Il est prévu en outre la mise en place d’une démarche active d’information auprès des bénéficiaires de l’allocation aux adultes handicapés (AAH) sur leur éligibilité potentielle au dispositif de complémentaire santé solidaire ainsi qu’un accompagnement de ces publics, par les caisses d’assurance maladie, pour leurs démarches d’ouverture de droit ou de renouvellement du droit à la complémentaire santé solidaire (art. 32).

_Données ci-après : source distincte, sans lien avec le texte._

//! Per-file processing pipeline with explicit stages.
//!
//! The stages run in order for every file:
//! 1. **Ingest**: read the raw sheet
//! 2. **Resolve**: locate the header row and labels
//! 3. **Map**: template replay, synonyms, similarity
//! 4. **Transform**: projection, combine, unpivot, cleanup
//! 5. **Validate**: contract checks, exhaustive
//! 6. **Route**: archive or quarantine with an audit record
//!
//! A fatal stage error aborts that file's run and routes it to quarantine
//! with the causing error recorded; nothing propagates to the batch
//! runner, so one bad file never aborts a batch.

use std::path::{Path, PathBuf};
use std::time::Instant;

use anyhow::{Context, Result, bail};
use polars::prelude::DataFrame;
use tracing::{debug, info, info_span, warn};

use prs_ingest::{HeaderOptions, list_source_files, read_raw_table, resolve_headers};
use prs_map::{MappingEngine, SynonymBook};
use prs_model::{OutcomeRecord, ReshapeConfig, SchemaContract, Template};
use prs_transform::{
    ProjectedSheet, ReshapeInput, SOURCE_FILE_COLUMN, apply_reshape, combine_tagged,
    project_sheet, schema_drift,
};
use prs_validate::Validator;

use crate::router::{OutcomeSinks, quarantine_failure, route_outcome};
use crate::types::BatchResult;

/// Everything a pipeline run needs besides the input file itself.
pub struct FilePipeline<'a> {
    pub contract: &'a SchemaContract,
    pub synonyms: &'a SynonymBook,
    /// Prior template replayed by the mapping stage.
    pub template: Option<&'a Template>,
    /// Resolved reshape settings (template plus CLI overrides).
    pub reshape: ReshapeConfig,
    pub provider: Option<String>,
    /// Explicit header row; falls back to the template's confirmed row.
    pub header_row: Option<usize>,
    pub sinks: OutcomeSinks<'a>,
}

impl FilePipeline<'_> {
    fn header_options(&self) -> HeaderOptions {
        HeaderOptions {
            header_row: self
                .header_row
                .or_else(|| self.template.and_then(|template| template.header_row)),
            scan_window: None,
        }
    }
}

/// Run one file through the full pipeline. Always returns an outcome
/// record; failures quarantine instead of propagating.
pub fn process_file(path: &Path, pipeline: &FilePipeline<'_>) -> OutcomeRecord {
    let span = info_span!("process_file", source_file = %path.display());
    let _guard = span.enter();
    let start = Instant::now();

    let record = match run_stages(path, pipeline) {
        Ok(record) => record,
        Err(error) => {
            warn!(error = %format!("{error:#}"), "pipeline run aborted");
            quarantine_failure(path, &format!("{error:#}"), &pipeline.sinks)
        }
    };
    info!(
        state = %record.state,
        rows_written = record.rows_written,
        duration_ms = start.elapsed().as_millis(),
        "pipeline finished"
    );
    record
}

fn run_stages(path: &Path, pipeline: &FilePipeline<'_>) -> Result<OutcomeRecord> {
    let raw = read_raw_table(path)?;
    let spec = resolve_headers(&raw, &pipeline.header_options())
        .with_context(|| format!("resolve headers for {}", path.display()))?;
    debug!(
        header_rows = ?spec.header_rows,
        columns = spec.labels.len(),
        "headers resolved"
    );

    let engine = MappingEngine::new(pipeline.contract, pipeline.synonyms.clone());
    let mapping = info_span!("map").in_scope(|| engine.suggest(&spec.labels, pipeline.template));
    if !mapping.collisions.is_empty() {
        warn!(
            collisions = ?mapping.collisions,
            "headers left unmapped pending manual resolution"
        );
    }
    debug!(
        mapped = mapping.mapped_count(),
        unmapped = mapping.unmapped_headers().len(),
        "columns mapped"
    );

    let transformed = info_span!("transform").in_scope(|| -> Result<_> {
        let sheet = project_sheet(&raw, &spec, &mapping, pipeline.reshape.unpivot)?;
        let transformed = apply_reshape(ReshapeInput {
            sheets: vec![sheet],
            source_file: raw.source_file.clone(),
            mapping: &mapping,
            reshape: &pipeline.reshape,
            provider: pipeline.provider.as_deref(),
        })?;
        Ok(transformed)
    })?;

    let (missing, extra) = schema_drift(&transformed.data, &mapping, &pipeline.reshape);
    if !missing.is_empty() {
        warn!(missing = ?missing, "columns missing versus expectations");
    }
    if !extra.is_empty() {
        warn!(extra = ?extra, "unexpected extra columns");
    }

    let validation = info_span!("validate")
        .in_scope(|| Validator::new(pipeline.contract).validate(&transformed.data));
    Ok(route_outcome(
        path,
        validation,
        &transformed.meta,
        &pipeline.sinks,
    ))
}

/// Process every source file in a directory as independent pipeline runs.
pub fn process_batch(dir: &Path, pipeline: &FilePipeline<'_>) -> Result<BatchResult> {
    let files = list_source_files(dir)?;
    if files.is_empty() {
        bail!("no source files found in {}", dir.display());
    }
    info!(files = files.len(), directory = %dir.display(), "batch started");
    let outcomes: Vec<OutcomeRecord> = files
        .iter()
        .map(|file| process_file(file, pipeline))
        .collect();
    Ok(BatchResult {
        output_dir: pipeline.sinks.output_dir.to_path_buf(),
        quarantine_dir: pipeline.sinks.quarantine_dir.to_path_buf(),
        outcomes,
    })
}

/// Combine several files through one mapping into a single output with a
/// `source` column. The combined table validates and routes as one unit.
pub fn process_combined(
    files: &[PathBuf],
    output_name: &str,
    pipeline: &FilePipeline<'_>,
) -> OutcomeRecord {
    let span = info_span!("process_combined", output_name = %output_name);
    let _guard = span.enter();
    let synthetic = PathBuf::from(format!("{output_name}.csv"));

    match combine_stages(files, output_name, pipeline) {
        Ok(record) => record,
        Err(error) => {
            warn!(error = %format!("{error:#}"), "combine run aborted");
            quarantine_failure(&synthetic, &format!("{error:#}"), &pipeline.sinks)
        }
    }
}

fn combine_stages(
    files: &[PathBuf],
    output_name: &str,
    pipeline: &FilePipeline<'_>,
) -> Result<OutcomeRecord> {
    let engine = MappingEngine::new(pipeline.contract, pipeline.synonyms.clone());
    let mut tagged: Vec<(String, DataFrame)> = Vec::new();
    let mut dropped_columns: Vec<String> = Vec::new();
    let mut last_mapping = None;

    for path in files {
        let raw = read_raw_table(path)?;
        let spec = resolve_headers(&raw, &pipeline.header_options())
            .with_context(|| format!("resolve headers for {}", path.display()))?;
        let mapping = engine.suggest(&spec.labels, pipeline.template);
        let sheet = project_sheet(&raw, &spec, &mapping, pipeline.reshape.unpivot)?;
        for column in &sheet.dropped_columns {
            if !dropped_columns.contains(column) {
                dropped_columns.push(column.clone());
            }
        }
        tagged.push((raw.sheet_id.clone(), sheet.data));
        last_mapping = Some(mapping);
    }
    let Some(mapping) = last_mapping else {
        bail!("no input files to combine");
    };

    let combined = combine_tagged(&tagged, SOURCE_FILE_COLUMN)?;
    let sheet = ProjectedSheet {
        sheet_id: output_name.to_string(),
        data: combined,
        dropped_columns,
    };
    let transformed = apply_reshape(ReshapeInput {
        sheets: vec![sheet],
        source_file: format!("{output_name}.csv"),
        mapping: &mapping,
        reshape: &pipeline.reshape,
        provider: pipeline.provider.as_deref(),
    })?;

    let validation = Validator::new(pipeline.contract).validate(&transformed.data);
    let synthetic = PathBuf::from(format!("{output_name}.csv"));
    Ok(route_outcome(
        &synthetic,
        validation,
        &transformed.meta,
        &pipeline.sinks,
    ))
}
//! Terminal artifacts of a per-file pipeline run.

use std::fmt;
use std::path::PathBuf;

use serde::{Deserialize, Serialize};

/// Kinds of contract violations collected by the validator.
#[derive(Debug, Clone, Copy, PartialEq, Eq, Serialize, Deserialize)]
pub enum ViolationKind {
    /// A required canonical column is absent from the table.
    MissingRequiredField,
    /// A required column contains a null/empty cell.
    NullInRequiredField,
    /// A cell failed coercion to the column's declared type.
    TypeMismatch,
}

impl ViolationKind {
    pub fn as_str(&self) -> &'static str {
        match self {
            ViolationKind::MissingRequiredField => "MissingRequiredField",
            ViolationKind::NullInRequiredField => "NullInRequiredField",
            ViolationKind::TypeMismatch => "TypeMismatch",
        }
    }
}

impl fmt::Display for ViolationKind {
    fn fmt(&self, f: &mut fmt::Formatter<'_>) -> fmt::Result {
        write!(f, "{}", self.as_str())
    }
}

/// One contract violation, located by column and (where applicable) row.
#[derive(Debug, Clone, Serialize, Deserialize)]
pub struct Violation {
    pub kind: ViolationKind,
    pub field: String,
    /// Zero-based data row index; `None` for table-level violations.
    pub row: Option<usize>,
    pub message: String,
}

/// Terminal state of an input file.
#[derive(Debug, Clone, Copy, PartialEq, Eq, Serialize, Deserialize)]
pub enum OutcomeState {
    Archived,
    Quarantined,
}

impl fmt::Display for OutcomeState {
    fn fmt(&self, f: &mut fmt::Formatter<'_>) -> fmt::Result {
        match self {
            OutcomeState::Archived => write!(f, "archived"),
            OutcomeState::Quarantined => write!(f, "quarantined"),
        }
    }
}

/// The audit record produced once per input file; immutable after creation.
#[derive(Debug, Clone, Serialize, Deserialize)]
pub struct OutcomeRecord {
    pub source_file: String,
    pub state: OutcomeState,
    /// Where the standardized output landed; `None` when quarantined.
    pub output_path: Option<PathBuf>,
    /// The full violation list; empty for archived files.
    #[serde(default)]
    pub violations: Vec<Violation>,
    /// Raw headers the mapping dropped, kept for the audit trail.
    #[serde(default)]
    pub dropped_columns: Vec<String>,
    #[serde(default)]
    pub rows_written: usize,
    /// The single fatal error for stage-aborted runs (header resolution,
    /// combine mismatch); `None` when validation violations tell the story.
    #[serde(default)]
    pub failure_reason: Option<String>,
}

impl OutcomeRecord {
    pub fn archived(
        source_file: impl Into<String>,
        output_path: PathBuf,
        rows_written: usize,
    ) -> Self {
        Self {
            source_file: source_file.into(),
            state: OutcomeState::Archived,
            output_path: Some(output_path),
            violations: Vec::new(),
            dropped_columns: Vec::new(),
            rows_written,
            failure_reason: None,
        }
    }

    pub fn quarantined(source_file: impl Into<String>, violations: Vec<Violation>) -> Self {
        Self {
            source_file: source_file.into(),
            state: OutcomeState::Quarantined,
            output_path: None,
            violations,
            dropped_columns: Vec::new(),
            rows_written: 0,
            failure_reason: None,
        }
    }

    /// Quarantine outcome for a run aborted by a single fatal stage error.
    pub fn failed(source_file: impl Into<String>, reason: impl Into<String>) -> Self {
        Self {
            source_file: source_file.into(),
            state: OutcomeState::Quarantined,
            output_path: None,
            violations: Vec::new(),
            dropped_columns: Vec::new(),
            rows_written: 0,
            failure_reason: Some(reason.into()),
        }
    }

    pub fn with_dropped_columns(mut self, dropped: Vec<String>) -> Self {
        self.dropped_columns = dropped;
        self
    }

    pub fn is_archived(&self) -> bool {
        self.state == OutcomeState::Archived
    }
}
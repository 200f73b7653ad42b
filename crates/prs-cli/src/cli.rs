//! CLI argument definitions.

use std::path::PathBuf;

use clap::{Parser, Subcommand, ValueEnum};
use clap_verbosity_flag::{Verbosity, WarnLevel};
use colorchoice_clap::Color;

#[derive(Parser)]
#[command(
    name = "prs",
    version,
    about = "Provider Report Standardizer - reconcile provider exports against the canonical schema",
    long_about = "Reconcile heterogeneous provider exports (CSV) against the canonical\n\
                  reporting schema: header detection, synonym/similarity column mapping\n\
                  with reusable templates, reshaping, and contract validation with\n\
                  deterministic archive/quarantine routing."
)]
pub struct Cli {
    #[command(subcommand)]
    pub command: Command,

    /// Adjust log verbosity (-v for debug, -vv for trace, -q for errors only).
    #[command(flatten)]
    pub verbosity: Verbosity<WarnLevel>,

    /// Control ANSI color output (auto, always, never).
    #[command(flatten)]
    pub color: Color,

    /// Explicit log level (overrides -v/-q flags).
    #[arg(long = "log-level", value_enum, global = true)]
    pub log_level: Option<LogLevelArg>,

    /// Log output format (pretty for human, json for machine parsing).
    #[arg(
        long = "log-format",
        value_enum,
        default_value = "pretty",
        global = true
    )]
    pub log_format: LogFormatArg,

    /// Write logs to a file instead of stderr.
    #[arg(long = "log-file", value_name = "PATH", global = true)]
    pub log_file: Option<PathBuf>,
}

#[derive(Subcommand)]
pub enum Command {
    /// Run one file through the full pipeline to archive or quarantine.
    Process(ProcessArgs),

    /// Process every CSV file in a directory as independent pipeline runs.
    Batch(BatchArgs),

    /// Combine several files through one template into a single output.
    Combine(CombineArgs),

    /// Show the automated column mapping for a file, optionally saving it
    /// as a template.
    Map(MapArgs),

    /// List saved templates.
    Templates(StoreArgs),

    /// Print the canonical schema contract.
    Schema(ContractArgs),
}

/// Flags shared by every pipeline-running command.
#[derive(Parser)]
pub struct CommonArgs {
    /// Schema contract JSON; the built-in provider contract when omitted.
    #[arg(long = "contract", value_name = "PATH")]
    pub contract: Option<PathBuf>,

    /// Directory holding saved templates and learned synonyms.
    #[arg(long = "templates-dir", value_name = "DIR", default_value = "templates")]
    pub templates_dir: PathBuf,

    /// Additional shared synonyms JSON merged under the contract's own.
    #[arg(long = "synonyms", value_name = "PATH")]
    pub synonyms: Option<PathBuf>,

    /// Replay the saved template with this provider key.
    #[arg(long = "template", value_name = "PROVIDER")]
    pub template: Option<String>,

    /// Provider identity stamped into the provider_id column.
    #[arg(long = "provider", value_name = "NAME")]
    pub provider: Option<String>,

    /// Zero-based header row, bypassing header detection.
    #[arg(long = "header-row", value_name = "ROW")]
    pub header_row: Option<usize>,
}

/// Reshape overrides applied on top of the template's settings.
#[derive(Parser)]
pub struct ReshapeArgs {
    /// Unpivot value columns into (report_date, sales_amount) rows.
    #[arg(long = "unpivot")]
    pub unpivot: bool,

    /// Comma-separated canonical fields to group and aggregate by.
    #[arg(long = "group-by", value_name = "FIELDS")]
    pub group_by: Option<String>,

    /// Comma-separated key fields for duplicate-row removal.
    #[arg(long = "dedupe-on", value_name = "FIELDS")]
    pub dedupe_on: Option<String>,

    /// Drop rows where every canonical field is empty.
    #[arg(long = "drop-empty-rows")]
    pub drop_empty_rows: bool,

    /// Strip thousands separators from numeric-looking cells.
    #[arg(long = "strip-thousands")]
    pub strip_thousands: bool,

    /// Drop columns whose non-null ratio falls below this threshold.
    #[arg(long = "sparse-threshold", value_name = "RATIO")]
    pub sparse_threshold: Option<f64>,
}

#[derive(Parser)]
pub struct ProcessArgs {
    /// The provider export to process.
    #[arg(value_name = "FILE")]
    pub file: PathBuf,

    #[command(flatten)]
    pub common: CommonArgs,

    #[command(flatten)]
    pub reshape: ReshapeArgs,

    /// Directory for standardized outputs (default: output).
    #[arg(long = "output-dir", value_name = "DIR", default_value = "output")]
    pub output_dir: PathBuf,

    /// Destination for files that fail validation (default: quarantine).
    #[arg(long = "quarantine-dir", value_name = "DIR", default_value = "quarantine")]
    pub quarantine_dir: PathBuf,
}

#[derive(Parser)]
pub struct BatchArgs {
    /// Directory containing provider exports.
    #[arg(value_name = "DIR")]
    pub directory: PathBuf,

    #[command(flatten)]
    pub common: CommonArgs,

    #[command(flatten)]
    pub reshape: ReshapeArgs,

    /// Directory for standardized outputs (default: output).
    #[arg(long = "output-dir", value_name = "DIR", default_value = "output")]
    pub output_dir: PathBuf,

    /// Destination for files that fail validation (default: quarantine).
    #[arg(long = "quarantine-dir", value_name = "DIR", default_value = "quarantine")]
    pub quarantine_dir: PathBuf,
}

#[derive(Parser)]
pub struct CombineArgs {
    /// Provider exports combined into one output; all must map to the
    /// same canonical column set.
    #[arg(value_name = "FILES", required = true)]
    pub files: Vec<PathBuf>,

    #[command(flatten)]
    pub common: CommonArgs,

    #[command(flatten)]
    pub reshape: ReshapeArgs,

    /// Name of the combined output (default: combined).
    #[arg(long = "output-name", value_name = "NAME", default_value = "combined")]
    pub output_name: String,

    /// Directory for standardized outputs (default: output).
    #[arg(long = "output-dir", value_name = "DIR", default_value = "output")]
    pub output_dir: PathBuf,

    /// Destination when the combined result fails validation.
    #[arg(long = "quarantine-dir", value_name = "DIR", default_value = "quarantine")]
    pub quarantine_dir: PathBuf,
}

#[derive(Parser)]
pub struct MapArgs {
    /// The provider export to map.
    #[arg(value_name = "FILE")]
    pub file: PathBuf,

    #[command(flatten)]
    pub common: CommonArgs,

    #[command(flatten)]
    pub reshape: ReshapeArgs,

    /// Confirm the suggested mapping and save it under this provider key;
    /// overridden synonym pairs are promoted into the learned layer.
    #[arg(long = "save-template", value_name = "PROVIDER")]
    pub save_template: Option<String>,
}

#[derive(Parser)]
pub struct StoreArgs {
    /// Directory holding saved templates.
    #[arg(long = "templates-dir", value_name = "DIR", default_value = "templates")]
    pub templates_dir: PathBuf,
}

#[derive(Parser)]
pub struct ContractArgs {
    /// Schema contract JSON; the built-in provider contract when omitted.
    #[arg(long = "contract", value_name = "PATH")]
    pub contract: Option<PathBuf>,
}

/// CLI log level choices.
#[derive(Clone, Copy, ValueEnum)]
pub enum LogLevelArg {
    Error,
    Warn,
    Info,
    Debug,
    Trace,
}

/// CLI log format choices.
#[derive(Clone, Copy, ValueEnum)]
pub enum LogFormatArg {
    Pretty,
    Compact,
    Json,
}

Une visibilité financière pluriannuelle pour l’hôpital
Dans le cadre du respect du sous-ONDAM hospitalier et des chantiers engagés pour transformer le financement de l’hôpital et limiter la place du financement à l’activité (Ma Santé 2022), il est créé, sur amendement5 du gouvernement, un nouveau protocole à signer entre les fédérations et le gouvernement pour « donner aux établissements de santé une visibilité pluriannuelle sur l’évolution de leurs ressources dès 2020 et jusqu’en 2022 » selon l’exposé des motifs.
Établi pour au plus trois années civiles, il fixerait les trajectoires des ressources pluriannuelles des établissements de santé publics et privés, et les engagements réciproques État et représentants des organisations nationales les plus représentatives des établissements de santé publics et privés. Un comité est chargé du suivi et de l’application de ce protocole (art. 24A nouveau).


Un nouveau financement à l’hôpital de proximité
Dans la perspective de limiter la tarification à l’activité, le financement des hôpitaux de proximité est refondu pour l’adapter à leurs nouvelles missions, à savoir, d’une part, le premier niveau de la gradation des soins hospitaliers en médecine et l’orientation vers les structures adaptées aux besoins des patients et, d’autre part, l’appui au premier recours, la prise en charge des populations vulnérables, la prévention, la permanence des soins et la continuité des prises en charge.

Ce nouveau modèle général de financement repose sur une garantie pluriannuelle de financement complétée par les recettes issues de leur activité lorsque celles-ci sont supérieures au montant du niveau garanti, ainsi que sur une dotation de responsabilité territoriale pour mettre en place une offre de consultation de spécialités et l’accès à des plateaux techniques d’imagerie, de biologie et des équipements de télésanté, et rémunérer des professionnels en exercice mixte hôpital/libéral. Un décret en déterminera les modalités d’application et un rapport sera élaboré sous un an (art. 24).


Psychiatrie : recettes et dotation forfaitaire
Le mode de financement des établissements exerçant une activité de psychiatrie est uniformisé sur la base d’un ONDAM spécifique. Des dotations seront réparties au niveau régional par les agences régionales de santé en fonction, notamment, de la population standardisée des secteurs, du taux de pauvreté et de la proportion des mineurs.
En complément, des dotations complémentaires seront versées selon des modalités de calcul nationales (développement de nouvelles activités, qualité des prises en charge, recherche, etc.).
Ce financement inclut la prise en en charge intra et extrahospitalière et doit répondre aux besoins mis en évidence dans le projet territorial santé mentale. Ce modèle entrera en vigueur en 2021, l’année 2020 étant consacrée à la préparation de la réforme (art. 25).


Le financement des urgences refondu
Dans la continuité du forfait expérimental de réorientation des cas les plus légers des urgences vers la médecine de ville, adopté avec la LFSS pour 2019, un amendement propose la refonte globale du modèle de financement des urgences :
- En s’appuyant sur une base majoritairement populationnelle ;
- En rééquilibrant la part à l’activité en tenant compte de l’intensité de la prise en charge des patients ;
- En introduisant un financement à la qualité qui viendra récompenser les établissements sur la qualité et l’organisation des prises en charge des soins urgents ;
- Enfin en incitant à leur articulation avec les autres acteurs du premier recours.
La mesure s’appliquerait au 1er janvier 2021 et ferait l’objet d’un décret d’application (art. 26bis nouveau).